*Data for this exercise*.
use std::collections::BTreeSet;

use chrono::Utc;
use rusqlite::OptionalExtension;
use tracing::{debug, instrument};

use osce_core::generative::{Turn, TurnRole};
use osce_core::ids::{CaseId, SessionId, UserId};
use osce_core::intent::IntentCode;
use osce_core::session::{Session, SessionPatch, SessionStatus};
use osce_core::stage::StageName;

use crate::database::Database;
use crate::error::StoreError;
use crate::row_helpers;
use crate::traits::SessionStore;

const SESSION_COLUMNS: &str = "id, user_id, case_id, current_stage, completed_stages, revealed_intents,
     status, created_at, last_interaction_at";

/// SQLite-backed [`SessionStore`].
pub struct SessionRepo {
    db: Database,
}

impl SessionRepo {
    pub fn new(db: Database) -> Self {
        Self { db }
    }

    /// Number of sessions, any status.
    pub fn count(&self) -> Result<u64, StoreError> {
        self.db
            .with_conn(|conn| Ok(conn.query_row("SELECT COUNT(*) FROM sessions", [], |r| r.get(0))?))
    }
}

fn load_session(conn: &rusqlite::Connection, id: &SessionId) -> Result<Option<Session>, StoreError> {
    let mut stmt = conn.prepare(&format!("SELECT {SESSION_COLUMNS} FROM sessions WHERE id = ?1"))?;
    let mut rows = stmt.query([id.as_str()])?;
    let Some(row) = rows.next()? else {
        return Ok(None);
    };
    let mut session = row_to_session(row)?;
    session.transcript = load_transcript(conn, id)?;
    Ok(Some(session))
}

fn load_transcript(conn: &rusqlite::Connection, id: &SessionId) -> Result<Vec<Turn>, StoreError> {
    let mut stmt =
        conn.prepare("SELECT role, text FROM transcript WHERE session_id = ?1 ORDER BY sequence")?;
    let mut rows = stmt.query([id.as_str()])?;
    let mut turns = Vec::new();
    while let Some(row) = rows.next()? {
        let role: String = row_helpers::get(row, 0, "transcript", "role")?;
        let role = match role.as_str() {
            "trainee" => TurnRole::Trainee,
            "patient" => TurnRole::Patient,
            other => {
                return Err(StoreError::CorruptRow {
                    table: "transcript",
                    column: "role",
                    detail: format!("unknown role: {other}"),
                })
            }
        };
        let text = row_helpers::get(row, 1, "transcript", "text")?;
        turns.push(Turn { role, text });
    }
    Ok(turns)
}

fn role_str(role: TurnRole) -> &'static str {
    match role {
        TurnRole::Trainee => "trainee",
        TurnRole::Patient => "patient",
    }
}

fn row_to_session(row: &rusqlite::Row<'_>) -> Result<Session, StoreError> {
    const T: &str = "sessions";
    let id: String = row_helpers::get(row, 0, T, "id")?;
    let user_id: String = row_helpers::get(row, 1, T, "user_id")?;
    let case_id: String = row_helpers::get(row, 2, T, "case_id")?;
    let stage: String = row_helpers::get(row, 3, T, "current_stage")?;
    let completed: String = row_helpers::get(row, 4, T, "completed_stages")?;
    let revealed: String = row_helpers::get(row, 5, T, "revealed_intents")?;
    let status: String = row_helpers::get(row, 6, T, "status")?;
    let created_at: String = row_helpers::get(row, 7, T, "created_at")?;
    let last_interaction_at: String = row_helpers::get(row, 8, T, "last_interaction_at")?;

    Ok(Session {
        id: SessionId::from_raw(id),
        user_id: UserId::from_raw(user_id),
        case_id: CaseId::from_raw(case_id),
        current_stage: row_helpers::parse_enum::<StageName>(&stage, T, "current_stage")?,
        completed_stages: row_helpers::parse_json::<Vec<StageName>>(&completed, T, "completed_stages")?,
        revealed_intents: row_helpers::parse_json::<BTreeSet<IntentCode>>(&revealed, T, "revealed_intents")?,
        transcript: Vec::new(),
        status: SessionStatus::parse(&status).ok_or_else(|| StoreError::CorruptRow {
            table: T,
            column: "status",
            detail: format!("unknown variant: {status}"),
        })?,
        created_at: row_helpers::parse_time(&created_at, T, "created_at")?,
        last_interaction_at: row_helpers::parse_time(&last_interaction_at, T, "last_interaction_at")?,
    })
}

impl SessionStore for SessionRepo {
    #[instrument(skip(self), fields(session_id = %id))]
    fn load(&self, id: &SessionId) -> Result<Option<Session>, StoreError> {
        self.db.with_conn(|conn| load_session(conn, id))
    }

    #[instrument(skip(self), fields(session_id = %id, user_id = %user_id, case_id = %case_id))]
    fn create_with_id(
        &self,
        id: &SessionId,
        user_id: &UserId,
        case_id: &CaseId,
    ) -> Result<Session, StoreError> {
        let session = Session::new(id.clone(), user_id.clone(), case_id.clone());
        let created = session.created_at.to_rfc3339();

        self.db.with_conn(|conn| {
            let inserted = conn.execute(
                "INSERT OR IGNORE INTO sessions (id, user_id, case_id, current_stage, status, created_at, last_interaction_at)
                 VALUES (?1, ?2, ?3, ?4, 'active', ?5, ?5)",
                rusqlite::params![
                    id.as_str(),
                    user_id.as_str(),
                    case_id.as_str(),
                    session.current_stage.as_str(),
                    created,
                ],
            )?;
            if inserted == 0 {
                return Err(StoreError::Conflict(format!("session {id} already exists")));
            }
            debug!("session created");
            Ok(session)
        })
    }

    #[instrument(skip(self), fields(user_id = %user_id, case_id = %case_id))]
    fn find_active(&self, user_id: &UserId, case_id: &CaseId) -> Result<Option<Session>, StoreError> {
        self.db.with_conn(|conn| {
            let id: Option<String> = conn
                .query_row(
                    "SELECT id FROM sessions
                     WHERE user_id = ?1 AND case_id = ?2 AND status = 'active'
                     ORDER BY last_interaction_at DESC LIMIT 1",
                    [user_id.as_str(), case_id.as_str()],
                    |row| row.get(0),
                )
                .optional()?;
            match id {
                Some(id) => load_session(conn, &SessionId::from_raw(id)),
                None => Ok(None),
            }
        })
    }

    #[instrument(skip(self, patch), fields(session_id = %id, turns = patch.append_turns.len()))]
    fn save(&self, id: &SessionId, patch: &SessionPatch) -> Result<(), StoreError> {
        if patch.is_empty() {
            return Ok(());
        }
        self.db.with_conn(|conn| {
            let tx = conn.unchecked_transaction()?;
            let mut session =
                load_session(&tx, id)?.ok_or_else(|| StoreError::NotFound(format!("session {id}")))?;
            let first_sequence = session.transcript.len();
            patch.apply(&mut session);

            tx.execute(
                "UPDATE sessions
                 SET current_stage = ?2, completed_stages = ?3, revealed_intents = ?4,
                     status = ?5, last_interaction_at = ?6
                 WHERE id = ?1",
                rusqlite::params![
                    id.as_str(),
                    session.current_stage.as_str(),
                    serde_json::to_string(&session.completed_stages)?,
                    serde_json::to_string(&session.revealed_intents)?,
                    session.status.as_str(),
                    session.last_interaction_at.to_rfc3339(),
                ],
            )?;

            let now = Utc::now().to_rfc3339();
            for (offset, turn) in patch.append_turns.iter().enumerate() {
                tx.execute(
                    "INSERT INTO transcript (session_id, sequence, role, text, created_at)
                     VALUES (?1, ?2, ?3, ?4, ?5)",
                    rusqlite::params![
                        id.as_str(),
                        (first_sequence + offset) as i64,
                        role_str(turn.role),
                        turn.text,
                        now,
                    ],
                )?;
            }

            tx.commit()?;
            Ok(())
        })
    }
}

#[cfg(test)]
mod tests {
    use super::*;

    fn repo() -> SessionRepo {
        SessionRepo::new(Database::in_memory().unwrap())
    }

    fn ids() -> (UserId, CaseId) {
        (UserId::from_raw("trainee-1"), CaseId::from_raw("cp-01"))
    }

    #[test]
    fn create_and_load() {
        let repo = repo();
        let (user, case) = ids();
        let created = repo.create(&user, &case).unwrap();
        assert!(created.id.as_str().starts_with("sess_"));

        let loaded = repo.load(&created.id).unwrap().unwrap();
        assert_eq!(loaded.user_id, user);
        assert_eq!(loaded.case_id, case);
        assert_eq!(loaded.current_stage, StageName::History);
        assert!(loaded.revealed_intents.is_empty());
        assert!(loaded.is_active());
    }

    #[test]
    fn load_missing_is_none() {
        assert!(repo().load(&SessionId::from_raw("sess_nope")).unwrap().is_none());
    }

    #[test]
    fn create_with_taken_id_conflicts() {
        let repo = repo();
        let (user, case) = ids();
        let id = SessionId::from_raw("sess_fixed");
        repo.create_with_id(&id, &user, &case).unwrap();
        let err = repo.create_with_id(&id, &user, &case).unwrap_err();
        assert!(matches!(err, StoreError::Conflict(_)));
    }

    #[test]
    fn save_accumulates_reveals_and_transcript() {
        let repo = repo();
        let (user, case) = ids();
        let session = repo.create(&user, &case).unwrap();

        repo.save(
            &session.id,
            &SessionPatch {
                reveal: [IntentCode::AskOnset].into(),
                append_turns: vec![Turn::trainee("When did it start?"), Turn::patient("This morning.")],
                ..Default::default()
            },
        )
        .unwrap();
        repo.save(
            &session.id,
            &SessionPatch {
                reveal: [IntentCode::AskAllergies].into(),
                append_turns: vec![Turn::trainee("Allergies?"), Turn::patient("No allergies.")],
                current_stage: Some(StageName::Examination),
                completed_stage: Some(StageName::History),
                ..Default::default()
            },
        )
        .unwrap();

        let loaded = repo.load(&session.id).unwrap().unwrap();
        assert_eq!(
            loaded.revealed_intents,
            [IntentCode::AskOnset, IntentCode::AskAllergies].into()
        );
        assert_eq!(loaded.transcript.len(), 4);
        assert_eq!(loaded.transcript[3], Turn::patient("No allergies."));
        assert_eq!(loaded.current_stage, StageName::Examination);
        assert_eq!(loaded.completed_stages, vec![StageName::History]);
    }

    #[test]
    fn save_unknown_session_fails() {
        let err = repo()
            .save(
                &SessionId::from_raw("sess_ghost"),
                &SessionPatch { reveal: [IntentCode::AskOnset].into(), ..Default::default() },
            )
            .unwrap_err();
        assert!(err.is_not_found());
    }

    #[test]
    fn archive_hides_from_find_active() {
        let repo = repo();
        let (user, case) = ids();
        let session = repo.create(&user, &case).unwrap();
        assert_eq!(repo.find_active(&user, &case).unwrap().unwrap().id, session.id);

        repo.archive(&session.id).unwrap();
        assert!(repo.find_active(&user, &case).unwrap().is_none());
        let loaded = repo.load(&session.id).unwrap().unwrap();
        assert_eq!(loaded.status, SessionStatus::Archived);
        assert_eq!(repo.count().unwrap(), 1);
    }
}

*Action item*. Begin with the first line of the listing and copy exactly through the line that contains "return Ok(None);", please, keeping both ends and leaving out everything after.

*Solution for this problem*.
use std::collections::BTreeSet;

use chrono::Utc;
use rusqlite::OptionalExtension;
use tracing::{debug, instrument};

use osce_core::generative::{Turn, TurnRole};
use osce_core::ids::{CaseId, SessionId, UserId};
use osce_core::intent::IntentCode;
use osce_core::session::{Session, SessionPatch, SessionStatus};
use osce_core::stage::StageName;

use crate::database::Database;
use crate::error::StoreError;
use crate::row_helpers;
use crate::traits::SessionStore;

const SESSION_COLUMNS: &str = "id, user_id, case_id, current_stage, completed_stages, revealed_intents,
     status, created_at, last_interaction_at";

/// SQLite-backed [`SessionStore`].
pub struct SessionRepo {
    db: Database,
}

impl SessionRepo {
    pub fn new(db: Database) -> Self {
        Self { db }
    }

    /// Number of sessions, any status.
    pub fn count(&self) -> Result<u64, StoreError> {
        self.db
            .with_conn(|conn| Ok(conn.query_row("SELECT COUNT(*) FROM sessions", [], |r| r.get(0))?))
    }
}

fn load_session(conn: &rusqlite::Connection, id: &SessionId) -> Result<Option<Session>, StoreError> {
    let mut stmt = conn.prepare(&format!("SELECT {SESSION_COLUMNS} FROM sessions WHERE id = ?1"))?;
    let mut rows = stmt.query([id.as_str()])?;
    let Some(row) = rows.next()? else {
        return Ok(None);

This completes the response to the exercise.